Moreover, the local pattern within the determined conduction angle range can be acquired from a pre-stored current pattern template in accordance with the determined conduction angle range for use in the subsequent matching processing. For example, Fig. 4 schematically illustrates a creation process of the local pattern in the current pattern template of the non-linear dimmable load.

[0043] The noise filtering sub-module 223 may be configured to filter a noise in the acquired local pattern of the light emitting device 6 so as to smooth out relatively large waveform deformation for use in the subsequent processing. It is to be noted that the noise filtering sub-module 223 is optional.

[0044] The matching sub-module 224 may be configured to match the local pattern acquired by the local pattern acquiring sub-module 222 with the local pattern within the determined conduction angle range in the pre-stored current pattern template.

[0045] The updating sub-module 227 may be configured to update a control parameter for light emission output of the light emitting device 6, such as a minimum startup conduction angle for enabling an appropriate startup illumination of the light emitting device 6 and/or a minimum conduction angle for enabling the light emitting device 6 to operate in a lowest brightness state, in accordance with the result of the matching performed by the matching sub-module 224, thereby achieving control for the light emission output of the light emitting device 6.

[0046] According to one specific embodiment of the invention, as shown in Fig.5, the matching sub-module 224 may further include a first normalization section 2241, a first matching section 2242, a second normalization section 2243 and a second matching section 2244.

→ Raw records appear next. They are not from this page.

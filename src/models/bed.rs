use serde::Serialize;

use crate::error::PlannerError;
use crate::models::{plant::Plant, Coordinate};

/// Largest bed side accepted, in feet.
pub const MAX_BED_FEET: u32 = 20;

#[derive(Debug, Clone, PartialEq, Serialize)]
#[serde(rename_all = "camelCase")]
pub struct PlacedPlant {
    pub plant: Plant,
    pub x: u32,
    pub y: u32,
}

impl PlacedPlant {
    pub fn new(plant: Plant, at: Coordinate) -> Self {
        Self {
            plant,
            x: at.x,
            y: at.y,
        }
    }

    pub fn position(&self) -> Coordinate {
        Coordinate::new(self.x, self.y)
    }
}

/// A rectangular bed and the plants placed on it, in insertion order.
///
/// Dimensions are validated once at construction; every mutation goes
/// through a copy so callers always hold a consistent snapshot.
#[derive(Debug, Clone, PartialEq, Serialize)]
#[serde(rename_all = "camelCase")]
pub struct GardenBed {
    id: String,
    name: String,
    width_ft: u32,
    height_ft: u32,
    plants: Vec<PlacedPlant>,
}

impl GardenBed {
    pub fn new(
        id: impl Into<String>,
        name: impl Into<String>,
        width_ft: u32,
        height_ft: u32,
    ) -> Result<Self, PlannerError> {
        let in_range = |feet: u32| (1..=MAX_BED_FEET).contains(&feet);
        if !in_range(width_ft) || !in_range(height_ft) {
            return Err(PlannerError::InvalidBedDimensions {
                width: width_ft,
                height: height_ft,
            });
        }
        Ok(Self {
            id: id.into(),
            name: name.into(),
            width_ft,
            height_ft,
            plants: Vec::new(),
        })
    }

    pub fn id(&self) -> &str {
        &self.id
    }

    pub fn name(&self) -> &str {
        &self.name
    }

    pub fn width_ft(&self) -> u32 {
        self.width_ft
    }

    pub fn height_ft(&self) -> u32 {
        self.height_ft
    }

    pub fn plants(&self) -> &[PlacedPlant] {
        &self.plants
    }

    pub fn plant_at(&self, at: Coordinate) -> Option<&PlacedPlant> {
        self.plants.iter().find(|p| p.position() == at)
    }

    /// Same bed with its placements replaced wholesale.
    pub fn with_plants(&self, plants: Vec<PlacedPlant>) -> Self {
        Self {
            plants,
            ..self.cleared()
        }
    }

    /// Same bed with no placements.
    pub fn cleared(&self) -> Self {
        Self {
            id: self.id.clone(),
            name: self.name.clone(),
            width_ft: self.width_ft,
            height_ft: self.height_ft,
            plants: Vec::new(),
        }
    }

    pub(crate) fn push(&mut self, placed: PlacedPlant) {
        self.plants.push(placed);
    }
}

[0047] Specifically, the first normalization section 2241 may be configured to normalize the acquired local pattern at a first ratio, the first ratio being a ratio of a start point of the acquired local pattern to a start point of the local pattern in a pre-stored current pattern template of the linear load, for example.

[0048] The first matching section 2242 may be configured to match the local pattern normalized by the first normalization section 2241 with the local pattern within the determined conduction angle range in the pre-stored current pattern template of the linear load.

[0049] The second normalization section 2243 may be configured to normalize the acquired local pattern at a second ratio, the second ratio being a ratio of the start point of the acquired local pattern to a start point of the local pattern in the pre-stored current pattern template of the non-linear dimmable load, for example.

[0050] The second matching section 2244 may be configured to match the local pattern normalized by the second normalization section 2243 with the local pattern within the determined conduction angle range in the pre-stored current pattern template of the non-linear dimmable load.

[0051] In this case, the updating sub-module 225 may be configured to update the control parameter for the light emission output of the light emitting device 6 in an event that the matching results of both the first matching section 2242 and the second matching section 2244 each indicate an unsuccessful matching.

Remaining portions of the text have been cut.